Snowflake recently introduced a game-changing feature: Synthetic Data Generation. Having worked across various organizations, I can confidently say this is a much-needed solution that many teams have been eagerly awaiting.
Why Synthetic Data Matters?
As a data engineer, testing datasets effectively is crucial, whether for unit testing, performance testing, or other validation activities. However, the reality of development environments is often far from ideal. Typically, the data available for testing is either dummy or incomplete, making it difficult to simulate production-like scenarios accurately.
Even with Snowflake’s advanced cloning capabilities — which allow you to replicate data with minimal additional cost — there are challenges. For instance, due to data classification policies, sensitive production data cannot always be cloned into the development environment. Security and Data Governance restrictions often prevent teams from obtaining the necessary approvals to use real data in non-production settings.
Enter Synthetic Data Generation:
This is where Snowflake’s synthetic data generator comes to the rescue. It allows you to create realistic, production-like test data within the development environment, without any of the risks associated with using sensitive or restricted data.
How This Helps?
With synthetic data, you can:
- Simulate production scenarios for robust testing.
- Avoid dependency on security and governance approvals.
- Ensure compliance with data privacy and classification policies.
- Save time and effort by generating accurate test data directly within Snowflake.
When to Use It? This feature is perfect for scenarios where production data is off-limits but high-quality test data is essential. For instance, you might need realistic data to test the performance of a query or validate the output of a new pipeline — all without compromising sensitive information.
Advantages of Snowflake’s Synthetic Data Generator
Traditionally, creating synthetic data required using programming languages and tools that demanded significant programming knowledge, a compatible platform, and a considerable amount of time. Despite all this effort, the generated output often fell short of mimicking real production data, leading to challenges for developers.
With Snowflake’s Synthetic Data Generator, those limitations are a thing of the past.
What is Synthetic Data in Snowflake?
Synthetic data in Snowflake is a true substitute for real data. This feature takes real data as input and produces synthetic data as output. The generated synthetic data retains the statistical properties and patterns of the original data while ensuring that no sensitive or classified information is exposed.

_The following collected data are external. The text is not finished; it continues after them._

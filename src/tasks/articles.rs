// ==================== ARTICLES ====================
// Task 8 owns the whole lifecycle of the collection: seed one article per
// type, then retag in four strictly ordered steps. Task 9 searches it.

use crate::{
    database::{MongoDB, ARTICLES},
    models::{Article, ARTICLE_TYPES},
    utils::AppError,
};
use futures::stream::TryStreamExt;
use mongodb::bson::{doc, Document};
use serde::Serialize;
use std::fmt;

pub const SEARCH_TAGS: [&str; 2] = ["super", "tag2-a"];

#[derive(Debug, Clone, Default, Serialize, PartialEq)]
pub struct ArticleSeedSummary {
    pub inserted: usize,
    pub retagged_type_a: u64,
    pub retagged_others: u64,
    pub pulled: u64,
}

impl fmt::Display for ArticleSeedSummary {
    fn fmt(&self, f: &mut fmt::Formatter<'_>) -> fmt::Result {
        write!(
            f,
            "inserted {}, type a retagged {}, others retagged {}, pulled from {}",
            self.inserted, self.retagged_type_a, self.retagged_others, self.pulled
        )
    }
}

// ==================== WRITE DOCUMENTS ====================

pub fn type_a_tags_update() -> Document {
    doc! { "$set": { "tags": ["tag1-a", "tag2-a", "tag3"] } }
}

pub fn other_types_filter() -> Document {
    doc! { "type": { "$ne": "a" } }
}

pub fn other_types_tags_update() -> Document {
    doc! { "$set": { "tags": ["tag2", "tag3", "super"] } }
}

pub fn pull_tags_update() -> Document {
    doc! { "$pull": { "tags": { "$in": ["tag2", "tag1-a"] } } }
}

pub fn search_filter() -> Document {
    doc! { "tags": { "$in": SEARCH_TAGS.to_vec() } }
}

/// One article per type, inserted in a single batch.
pub fn seed_articles() -> Vec<Article> {
    ARTICLE_TYPES.iter().map(|kind| Article::new(kind)).collect()
}

// ==================== TASKS ====================

/// Task 8. Steps run in order (a) -> (d) and are not atomic as a unit: a
/// failure part way leaves the earlier steps applied.
///
/// Net result: type a -> `["tag2-a", "tag3"]`, types b/c -> `["tag3", "super"]`.
pub async fn seed_and_retag_articles(db: &MongoDB) -> Result<ArticleSeedSummary, AppError> {
    let articles = db.collection::<Article>(ARTICLES);
    let mut summary = ArticleSeedSummary::default();

    // (a) one article per type, single batched round trip
    let inserted = articles.insert_many(seed_articles()).await?;
    summary.inserted = inserted.inserted_ids.len();
    log::debug!("   task8 (a): inserted {} articles", summary.inserted);

    // (b) overwrite tags on type a
    let result = articles
        .update_many(doc! { "type": "a" }, type_a_tags_update())
        .await?;
    summary.retagged_type_a = result.modified_count;

    // (c) overwrite tags on everything else
    let result = articles
        .update_many(other_types_filter(), other_types_tags_update())
        .await?;
    summary.retagged_others = result.modified_count;

    // (d) drop tag2 / tag1-a everywhere
    let result = articles.update_many(doc! {}, pull_tags_update()).await?;
    summary.pulled = result.modified_count;

    Ok(summary)
}

/// Task 9: articles tagged "super" or "tag2-a"
pub async fn search_articles(db: &MongoDB) -> Result<Vec<Article>, AppError> {
    let articles = db.collection::<Article>(ARTICLES);

    let cursor = articles.find(search_filter()).await?;
    Ok(cursor.try_collect().await?)
}

#[cfg(test)]
mod tests {
    use super::*;

    #[test]
    fn test_pull_removes_both_tags_in_one_update() {
        assert_eq!(
            pull_tags_update(),
            doc! { "$pull": { "tags": { "$in": ["tag2", "tag1-a"] } } }
        );
    }

    #[test]
    fn test_search_filter() {
        assert_eq!(
            search_filter(),
            doc! { "tags": { "$in": ["super", "tag2-a"] } }
        );
    }

    #[test]
    fn test_updates_overwrite_rather_than_merge() {
        assert!(type_a_tags_update().contains_key("$set"));
        assert!(other_types_tags_update().contains_key("$set"));
        assert_eq!(
            other_types_filter(),
            doc! { "type": { "$ne": "a" } }
        );
    }

    #[test]
    fn test_seed_articles_one_per_type() {
        let kinds: Vec<String> = seed_articles().into_iter().map(|a| a.kind).collect();
        assert_eq!(kinds, vec!["a", "b", "c"]);
        assert!(seed_articles().iter().all(|a| a.tags.is_none() && a.id.is_none()));
    }

    #[test]
    fn test_summary_display() {
        let summary = ArticleSeedSummary {
            inserted: 3,
            retagged_type_a: 1,
            retagged_others: 2,
            pulled: 3,
        };
        assert_eq!(
            summary.to_string(),
            "inserted 3, type a retagged 1, others retagged 2, pulled from 3"
        );
    }

    // ==================== LIVE ====================

    use crate::database::testing::{drop_test_database, test_database};
    use std::collections::HashMap;

    fn has_any_tag(article: &Article, wanted: &[&str]) -> bool {
        article
            .tags
            .as_ref()
            .map(|tags| tags.iter().any(|t| wanted.contains(&t.as_str())))
            .unwrap_or(false)
    }

    #[tokio::test]
    #[ignore] // Requires MongoDB to be running
    async fn test_seed_and_retag_net_result() {
        let db = test_database().await;

        let summary = seed_and_retag_articles(&db).await.unwrap();
        assert_eq!(summary.inserted, 3);

        let all: Vec<Article> = db
            .collection::<Article>(ARTICLES)
            .find(doc! {})
            .await
            .unwrap()
            .try_collect()
            .await
            .unwrap();
        assert_eq!(all.len(), 3);

        let by_type: HashMap<String, Vec<String>> = all
            .into_iter()
            .map(|a| (a.kind, a.tags.unwrap_or_default()))
            .collect();
        assert_eq!(by_type["a"], vec!["tag2-a", "tag3"]);
        assert_eq!(by_type["b"], vec!["tag3", "super"]);
        assert_eq!(by_type["c"], vec!["tag3", "super"]);
        assert_eq!(summary.retagged_type_a, 1);
        assert_eq!(summary.retagged_others, 2);
        assert_eq!(summary.pulled, 3);

        drop_test_database(db).await;
    }

    #[tokio::test]
    #[ignore] // Requires MongoDB to be running
    async fn test_search_partitions_articles() {
        let db = test_database().await;
        db.collection::<Document>(ARTICLES)
            .insert_many(vec![
                doc! { "type": "a", "tags": ["tag2-a", "tag3"] },
                doc! { "type": "b", "tags": ["tag3", "super"] },
                doc! { "type": "c", "tags": ["tag3"] },
                doc! { "type": "d" },
            ])
            .await
            .unwrap();

        let found = search_articles(&db).await.unwrap();
        assert_eq!(found.len(), 2);
        assert!(found.iter().all(|a| has_any_tag(a, &SEARCH_TAGS)));

        let kinds: Vec<&str> = found.iter().map(|a| a.kind.as_str()).collect();
        assert!(!kinds.contains(&"c"));
        assert!(!kinds.contains(&"d"));

        drop_test_database(db).await;
    }
}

Is it Complex to Use in Snowflake?
Not at all! Snowflake has designed this feature to be intuitive and straightforward. Unlike traditional methods, you don’t need advanced programming skills or external tools to generate synthetic data. The process integrates seamlessly within the Snowflake platform, making it accessible to both data engineers and analysts.
By simplifying the creation of realistic test data, Snowflake ensures that developers can focus on what matters most — building and testing robust data solutions — without the usual hurdles.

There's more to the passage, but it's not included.